Чтение онлайн

ЖАНРЫ

Шрифт:

Его социальные идеи принадлежат к числу наиболее радикальных в Германии XVIII в., подготавливавших утопический социализм.

Г. Форстер — один из самых разносторонних и глубоких немецких умов XVIII в. Богатый опыт предохранил Форстера от отвлеченной науки и позволил ему стать выдающимся материалистом. Важнейшие его научно-философские труды: «Взгляд на единство природы» (1786), «Еще о человеческих расах» (1786), «Кук-путешественник» (1787), «О лакомствах» (1788). Еще в письме к философу Якоби (апрель 1784 г.) Форстер четко формулировал различие между ним и немецким идеалистом: «Я хочу быть, чтобы мыслить, а вы желаете мыслить, чтобы быть» [300] .

300

G. Forster. Schriften, Bd. VIII. Leipzig, 1843, S. 79.

В первой из указанных статей он отстаивает взгляд на природу как на единое целое, в котором каждое явление связано друг с другом. Это стремление обнаружить диалектические связи в природе и обществе характерно и для его статьи «Кук-путешественник». Отдавая должное усилиям Канта изгнать понятие бога из области рационального познания, он осуждает, однако, принцип априорности в его философии, называя Канта «архисофистом» и «архисхоластом» [301] . Специально против Канта формулировал он тезис: «Не существует никакой абсолютной свободы, как не существует абсолютного разума и абсолютной морали. Все только относительно...» [302]

301

Там же, S. 28.

302

Там же, Bd. V, S. 315.

В книгах «Путешествие вокруг света», «Виды нижнего Рейна» — превосходных образцах реалистической публицистики XVIII в. — Форстер высказал ряд гениальных историко-материалистических наблюдений и догадок.

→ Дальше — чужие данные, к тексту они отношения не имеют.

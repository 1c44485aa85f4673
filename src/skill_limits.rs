//! Skill mark limit tables (taitomerkkirajat)
//!
//! Reproduces the federation's published tables exactly. Times are seconds,
//! jumps and throws meters, combined events points.
//!
//! Two rule versions exist. The current (2026) tables are only published for
//! the youngest band so far; the other bands are declared but empty.

use std::collections::{BTreeMap, HashMap};
use std::sync::LazyLock;

use serde::Serialize;

use crate::models::{DisciplineId, RuleVersion, SkillAgeCategory, SkillKey, SkillLimit};

use SkillAgeCategory::*;
use SkillKey::*;

pub(crate) type Row = (SkillAgeCategory, SkillKey, SkillLimit);

pub(crate) const fn row(category: SkillAgeCategory, key: SkillKey, a: f64, b: f64, c: f64) -> Row {
  (category, key, SkillLimit::new(a, b, c))
}

/// ---------------------------------------------------------------------------
/// 2014 limits, in force through 31.12.2025
/// ---------------------------------------------------------------------------

const LEGACY: &[Row] = &[
  // T8 was added in February 2025, same limits for girls and boys
  row(T8, Run40m, 7.20, 7.35, 7.80),
  row(T8, Run1000m, 247.0, 260.0, 280.0), // 4:07, 4:20, 4:40
  row(T8, Walk600m, 265.0, 305.0, 340.0), // 4:25, 5:05, 5:40
  row(T8, HighJump, 1.00, 0.90, 0.80),
  row(T8, PoleVault, 1.30, 1.10, 0.90),
  row(T8, LongJump, 3.30, 3.10, 2.85),
  row(T8, TripleJump, 7.30, 6.70, 6.00),
  row(T8, Shot2kg, 5.30, 4.70, 4.20),
  row(T8, Discus600g, 12.00, 9.00, 7.00),
  row(T8, Hammer2500g, 10.50, 8.50, 7.00),
  row(T8, Javelin400g, 13.50, 11.00, 8.50),
  row(T8, Triathlon, 450.0, 370.0, 270.0),
  row(T8, Tetrathlon, 490.0, 380.0, 290.0),
  // T9
  row(T9, Run40m, 6.95, 7.15, 7.45),
  row(T9, Run1000m, 242.0, 256.0, 274.0), // 4:02, 4:16, 4:34
  row(T9, Walk600m, 260.0, 270.0, 290.0),
  row(T9, HighJump, 1.06, 1.00, 0.90),
  row(T9, PoleVault, 1.30, 1.10, 0.90),
  row(T9, LongJump, 3.50, 3.30, 3.10),
  row(T9, TripleJump, 7.70, 7.10, 6.30),
  row(T9, Shot2kg, 5.80, 5.25, 4.75),
  row(T9, Discus600g, 14.00, 11.50, 8.50),
  row(T9, Hammer2500g, 14.00, 12.00, 8.50),
  row(T9, Javelin400g, 15.00, 13.00, 9.50),
  row(T9, Triathlon, 550.0, 450.0, 350.0),
  row(T9, Tetrathlon, 725.0, 600.0, 400.0),
  // T11
  row(T11, Run60m, 9.10, 9.45, 9.75),
  row(T11, Run1000m, 218.0, 233.0, 250.0), // 3:38, 3:53, 4:10
  row(T11, Hurdles60m, 11.10, 12.00, 13.20),
  row(T11, Walk1000m, 405.0, 445.0, 490.0), // 6:45, 7:25, 8:10
  row(T11, HighJump, 1.28, 1.19, 1.13),
  row(T11, PoleVault, 1.60, 1.35, 1.10),
  row(T11, LongJump, 4.20, 3.95, 3.70),
  row(T11, TripleJump, 8.60, 7.90, 7.10),
  row(T11, Shot2kg, 8.40, 7.50, 6.75),
  row(T11, Discus600g, 19.00, 15.00, 10.00),
  row(T11, Hammer2500g, 19.00, 15.00, 10.00),
  row(T11, Javelin400g, 23.00, 18.00, 12.00),
  row(T11, Triathlon, 850.0, 700.0, 550.0),
  row(T11, Tetrathlon, 1200.0, 1000.0, 725.0),
  // T13
  row(T13, Run60m, 8.65, 8.95, 9.40),
  row(T13, Run200m, 29.00, 30.50, 33.00),
  row(T13, Run1000m, 206.0, 222.0, 250.0), // 3:26, 3:42, 4:10
  row(T13, Hurdles60m, 10.60, 11.50, 13.30),
  row(T13, Hurdles200m, 34.00, 36.40, 40.00),
  row(T13, Walk2000m, 780.0, 870.0, 990.0), // 13:00, 14:30, 16:30
  row(T13, HighJump, 1.43, 1.34, 1.19),
  row(T13, PoleVault, 2.05, 1.80, 1.45),
  row(T13, LongJump, 4.55, 4.30, 3.80),
  row(T13, TripleJump, 9.40, 9.00, 7.80),
  row(T13, Shot3kg, 9.80, 8.90, 7.50),
  row(T13, Discus750g, 27.00, 22.00, 16.00),
  row(T13, Hammer3kg, 27.00, 22.00, 16.00),
  row(T13, Javelin500g, 29.00, 24.00, 17.50),
  row(T13, Tetrathlon, 1350.0, 1100.0, 750.0),
  row(T13, Pentathlon, 1750.0, 1425.0, 1050.0),
  // T15
  row(T15, Run100m, 13.40, 13.95, 14.80),
  row(T15, Run300m, 44.70, 46.80, 49.50),
  row(T15, Run800m, 153.0, 163.0, 173.0), // 2:33, 2:43, 2:53
  row(T15, Run2000m, 460.0, 490.0, 540.0), // 7:40, 8:10, 9:00
  row(T15, Steeplechase1500m, 380.0, 405.0, 440.0), // 6:20, 6:45, 7:20
  row(T15, Hurdles80m, 13.10, 13.95, 14.90),
  row(T15, Hurdles300m, 49.50, 52.00, 54.50),
  row(T15, Walk3000m, 1150.0, 1260.0, 1380.0), // 19:10, 21:00, 23:00
  row(T15, HighJump, 1.49, 1.39, 1.26),
  row(T15, PoleVault, 2.20, 1.95, 1.60),
  row(T15, LongJump, 4.90, 4.50, 3.90),
  row(T15, TripleJump, 10.20, 9.50, 8.60),
  row(T15, Shot3kg, 10.20, 9.40, 8.40),
  row(T15, Discus1kg, 28.00, 24.00, 19.00),
  row(T15, Hammer3kg, 32.00, 26.00, 21.00),
  row(T15, Javelin500g, 34.00, 29.00, 23.00),
  row(T15, Pentathlon, 1900.0, 1550.0, 1100.0),
];

/// ---------------------------------------------------------------------------
/// 2026 limits, in force from 1.1.2026
/// ---------------------------------------------------------------------------

// TODO: add T9, T11, T13 and T15 rows once the federation publishes the 2026 limits
const CURRENT: &[Row] = &[
  // T8: 150m, 800m, 60m hurdles and 800m walk are new for 2026
  row(T8, Run40m, 7.20, 7.35, 7.80),
  row(T8, Run150m, 27.30, 28.50, 30.50),
  row(T8, Run800m, 197.0, 207.0, 222.0), // 3:17, 3:27, 3:42
  row(T8, Hurdles60m, 13.20, 14.00, 15.80),
  row(T8, Walk800m, 380.0, 418.0, 485.0), // 6:20, 6:58, 8:05
  row(T8, HighJump, 1.00, 0.90, 0.80),
  row(T8, PoleVault, 1.30, 1.10, 0.90),
  row(T8, LongJump, 3.30, 3.10, 2.85),
  row(T8, TripleJump, 6.80, 6.00, 5.00),
  row(T8, Shot2kg, 4.70, 4.20, 3.80),
  row(T8, Discus600g, 10.00, 8.00, 6.00),
  row(T8, Hammer2500g, 9.00, 7.00, 5.00),
  row(T8, Javelin400g, 10.00, 8.00, 6.00),
  row(T8, Triathlon, 400.0, 300.0, 250.0),
  row(T8, Tetrathlon, 450.0, 350.0, 300.0),
];

/// ---------------------------------------------------------------------------
/// Discipline -> skill key, per skill-badge band (T8, T9, T11, T13, T15)
/// ---------------------------------------------------------------------------

pub(crate) type Mapping = (DisciplineId, [Option<SkillKey>; 5]);

const N: Option<SkillKey> = None;

const fn all(key: SkillKey) -> [Option<SkillKey>; 5] {
  [Some(key), Some(key), Some(key), Some(key), Some(key)]
}

const SKILL_KEYS: &[Mapping] = &[
  // Sprints
  (1, [Some(Run40m), Some(Run40m), N, N, N]),
  (2, [N, N, Some(Run60m), Some(Run60m), N]),
  (3, [N, N, N, N, Some(Run100m)]),
  (4, [Some(Run150m), N, N, N, N]),
  (5, [N, N, N, Some(Run200m), N]),
  (6, [N, N, N, N, Some(Run300m)]),
  // Middle distance
  (9, [Some(Run800m), N, N, N, Some(Run800m)]),
  (10, [Some(Run1000m), Some(Run1000m), Some(Run1000m), Some(Run1000m), N]),
  (12, [N, N, N, N, Some(Run2000m)]),
  (39, [N, N, N, N, Some(Steeplechase1500m)]),
  // Hurdles
  (16, [Some(Hurdles60m), N, Some(Hurdles60m), Some(Hurdles60m), N]),
  (17, [N, N, N, N, Some(Hurdles80m)]),
  (19, [N, N, N, Some(Hurdles200m), N]),
  (20, [N, N, N, N, Some(Hurdles300m)]),
  // Jumps
  (22, all(LongJump)),
  (23, all(HighJump)),
  (24, all(TripleJump)),
  (25, all(PoleVault)),
  // Throws: implement weight depends on age
  (26, [Some(Shot2kg), Some(Shot2kg), Some(Shot2kg), Some(Shot3kg), Some(Shot3kg)]),
  (
    27,
    [Some(Discus600g), Some(Discus600g), Some(Discus600g), Some(Discus750g), Some(Discus1kg)],
  ),
  (
    28,
    [Some(Javelin400g), Some(Javelin400g), Some(Javelin400g), Some(Javelin500g), Some(Javelin500g)],
  ),
  (
    29,
    [Some(Hammer2500g), Some(Hammer2500g), Some(Hammer2500g), Some(Hammer3kg), Some(Hammer3kg)],
  ),
  // Combined events
  (31, [Some(Triathlon), Some(Triathlon), Some(Triathlon), N, N]),
  (32, [Some(Tetrathlon), Some(Tetrathlon), Some(Tetrathlon), Some(Tetrathlon), N]),
  (33, [N, N, N, Some(Pentathlon), Some(Pentathlon)]),
  // Race walking
  (35, [Some(Walk600m), Some(Walk600m), N, N, N]),
  (36, [Some(Walk800m), N, N, N, N]),
  (41, [N, N, Some(Walk1000m), N, N]),
  (37, [N, N, N, Some(Walk2000m), N]),
  (38, [N, N, N, N, Some(Walk3000m)]),
];

fn band_index(category: SkillAgeCategory) -> usize {
  match category {
    T8 => 0,
    T9 => 1,
    T11 => 2,
    T13 => 3,
    T15 => 4,
  }
}

/// ---------------------------------------------------------------------------
/// Flat lookup tables
/// ---------------------------------------------------------------------------

pub type LimitKey = (RuleVersion, SkillAgeCategory, SkillKey);

pub struct SkillLimitTables {
  limits: HashMap<LimitKey, SkillLimit>,
  keys: HashMap<DisciplineId, [Option<SkillKey>; 5]>,
}

static TABLES: LazyLock<SkillLimitTables> = LazyLock::new(SkillLimitTables::build);

impl SkillLimitTables {
  fn build() -> Self {
    Self::from_rows(LEGACY, CURRENT, SKILL_KEYS)
  }

  pub(crate) fn from_rows(legacy: &[Row], current: &[Row], mappings: &[Mapping]) -> Self {
    let versions = [(RuleVersion::Legacy, legacy), (RuleVersion::Current, current)];
    let limits = versions
      .iter()
      .flat_map(|(version, rows)| {
        rows
          .iter()
          .map(move |(category, key, limit)| ((*version, *category, *key), *limit))
      })
      .collect();
    let keys = mappings.iter().copied().collect();
    Self { limits, keys }
  }

  pub fn global() -> &'static SkillLimitTables {
    &TABLES
  }

  /// Threshold row for the composite key, if the federation publishes one
  pub fn limit(
    &self,
    version: RuleVersion,
    category: SkillAgeCategory,
    key: SkillKey,
  ) -> Option<SkillLimit> {
    self.limits.get(&(version, category, key)).copied()
  }

  /// Skill key a discipline is judged against in `category`
  pub fn skill_key(
    &self,
    discipline_id: DisciplineId,
    category: SkillAgeCategory,
  ) -> Option<SkillKey> {
    self.keys.get(&discipline_id)?[band_index(category)]
  }

  /// True when `version` has at least one published row for `category`
  pub fn is_populated(&self, version: RuleVersion, category: SkillAgeCategory) -> bool {
    self
      .limits
      .keys()
      .any(|(v, c, _)| *v == version && *c == category)
  }

  pub fn limits(&self) -> impl Iterator<Item = (&LimitKey, &SkillLimit)> + '_ {
    self.limits.iter()
  }

  pub fn mappings(
    &self,
  ) -> impl Iterator<Item = (DisciplineId, SkillAgeCategory, SkillKey)> + '_ {
    self.keys.iter().flat_map(|(id, keys)| {
      SkillAgeCategory::ALL
        .iter()
        .zip(keys.iter())
        .filter_map(move |(category, key)| key.map(|k| (*id, *category, k)))
    })
  }
}

fn rows_for(version: RuleVersion) -> &'static [Row] {
  match version {
    RuleVersion::Legacy => LEGACY,
    RuleVersion::Current => CURRENT,
  }
}

/// ---------------------------------------------------------------------------
/// Export
/// ---------------------------------------------------------------------------

#[derive(Debug, Serialize)]
struct ExportedTables {
  legacy: BTreeMap<String, BTreeMap<&'static str, SkillLimit>>,
  current: BTreeMap<String, BTreeMap<&'static str, SkillLimit>>,
}

fn export_rows(version: RuleVersion) -> BTreeMap<String, BTreeMap<&'static str, SkillLimit>> {
  // Declared bands appear even when empty
  let mut out: BTreeMap<String, BTreeMap<&'static str, SkillLimit>> = SkillAgeCategory::ALL
    .iter()
    .map(|c| (c.to_string(), BTreeMap::new()))
    .collect();
  for (category, key, limit) in rows_for(version) {
    out
      .entry(category.to_string())
      .or_default()
      .insert(key.as_str(), *limit);
  }
  out
}

/// Both rule versions as pretty JSON keyed the way the federation publishes
/// them, for diffing against official tables
pub fn export_tables_json() -> Result<String, serde_json::Error> {
  let tables = ExportedTables {
    legacy: export_rows(RuleVersion::Legacy),
    current: export_rows(RuleVersion::Current),
  };
  serde_json::to_string_pretty(&tables)
}

#[cfg(test)]
mod tests {
  use super::*;

  #[test]
  fn test_no_duplicate_rows() {
    let tables = SkillLimitTables::global();
    assert_eq!(tables.limits.len(), LEGACY.len() + CURRENT.len());
  }

  #[test]
  fn test_shot_put_implement_changes_with_age() {
    let tables = SkillLimitTables::global();
    assert_eq!(tables.skill_key(26, T11), Some(Shot2kg));
    assert_eq!(tables.skill_key(26, T13), Some(Shot3kg));
    assert_eq!(tables.skill_key(27, T15), Some(Discus1kg));
  }

  #[test]
  fn test_unmapped_discipline() {
    let tables = SkillLimitTables::global();
    assert_eq!(tables.skill_key(3, T9), None);
    assert_eq!(tables.skill_key(999, T9), None);
  }

  #[test]
  fn test_population() {
    let tables = SkillLimitTables::global();
    for category in SkillAgeCategory::ALL {
      assert!(tables.is_populated(RuleVersion::Legacy, category));
    }
    assert!(tables.is_populated(RuleVersion::Current, T8));
    assert!(!tables.is_populated(RuleVersion::Current, T13));
  }

  #[test]
  fn test_published_values() {
    let tables = SkillLimitTables::global();
    assert_eq!(
      tables.limit(RuleVersion::Legacy, T15, Run100m),
      Some(SkillLimit::new(13.40, 13.95, 14.80))
    );
    assert_eq!(
      tables.limit(RuleVersion::Current, T8, Shot2kg),
      Some(SkillLimit::new(4.70, 4.20, 3.80))
    );
    assert_eq!(tables.limit(RuleVersion::Current, T15, Run100m), None);
  }

  #[test]
  fn test_export_includes_declared_empty_bands() {
    let json = export_tables_json().unwrap();
    let value: serde_json::Value = serde_json::from_str(&json).unwrap();
    assert_eq!(value["legacy"]["T11"]["60m_aj"]["mid"], 12.0);
    assert!(value["current"]["T15"].as_object().unwrap().is_empty());
    assert_eq!(value["current"]["T8"]["800m_kavely"]["top"], 380.0);
  }
}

Материализм и атеизм Лихтенберга не были последовательны. По собственному его признанию, начиная с 1791 г., но особенно в 1792— 1793 гг. он испытывает сильные сомнения и приходит нередко к утверждениям кантианского характера. Он также заявляет теперь, что «вера в бога такой же естественный для человека инстинкт, как и ходьба на двух ногах» (J 266). Он склоняется к деизму и «естественной» религии.

Философские колебания Лихтенберга объясняются несколькими причинами. Общеизвестно, что английский и французский материалистический сенсуализм, под влиянием которого находился Лихтенберг, не смог в силу присущей ему метафизичности, механицизма создать глубоко научную теорию познания, раскрыть сложные диалектические взаимосвязи ощущения и мышления, объекта и субъекта познания и поэтому отличался созерцательностью. Понятие опыта и практики у материалистов этого времени было узким и ограниченным. Как ни примечательно обращение к опыту у Лихтенберга, он также в конечном счете разделял слабости французов и англичан, и для него оставалась не совсем понятной эта диалектика: «Как приходим мы к понятию мира вне нас? Почему мы не верим, что то, что происходит в нас, и есть вне нас. И вообще, как мы приходим к понятию дистанции? Это очень трудно развить...» (J 1272). И это не единственное сомнение, которое можно встретить в «Афоризмах».

Слабости теории познания Лихтенберга затрудняли для него доказательство объективного существования мира и открывали дорогу кантианскому субъективизму и агностицизму.

Подобно другим немецким мыслителям, своим современникам — например, Кнебелю, К. Ф. Вольфу, Александру Гумбольдту — Лихтенберг чувствовал также, что одними механическими законами невозможно объяснить сложное развитие органической материи. Намекая, по-видимому, на Ламетри, объявлявшего человека машиной, он писал: «Если душа (т. е. сознание. — Г. С.) проста, к чему такая тонкая структура мозга? Организм — машина и он должен следовательно состоять из такого же материала, как и машина. Это служит доказательством того, что механическое простирается в нас очень далеко, ибо даже внутренние части мозга построены столь искусно, что мы, возможно, не понимаем и сотой доли их» (F 346).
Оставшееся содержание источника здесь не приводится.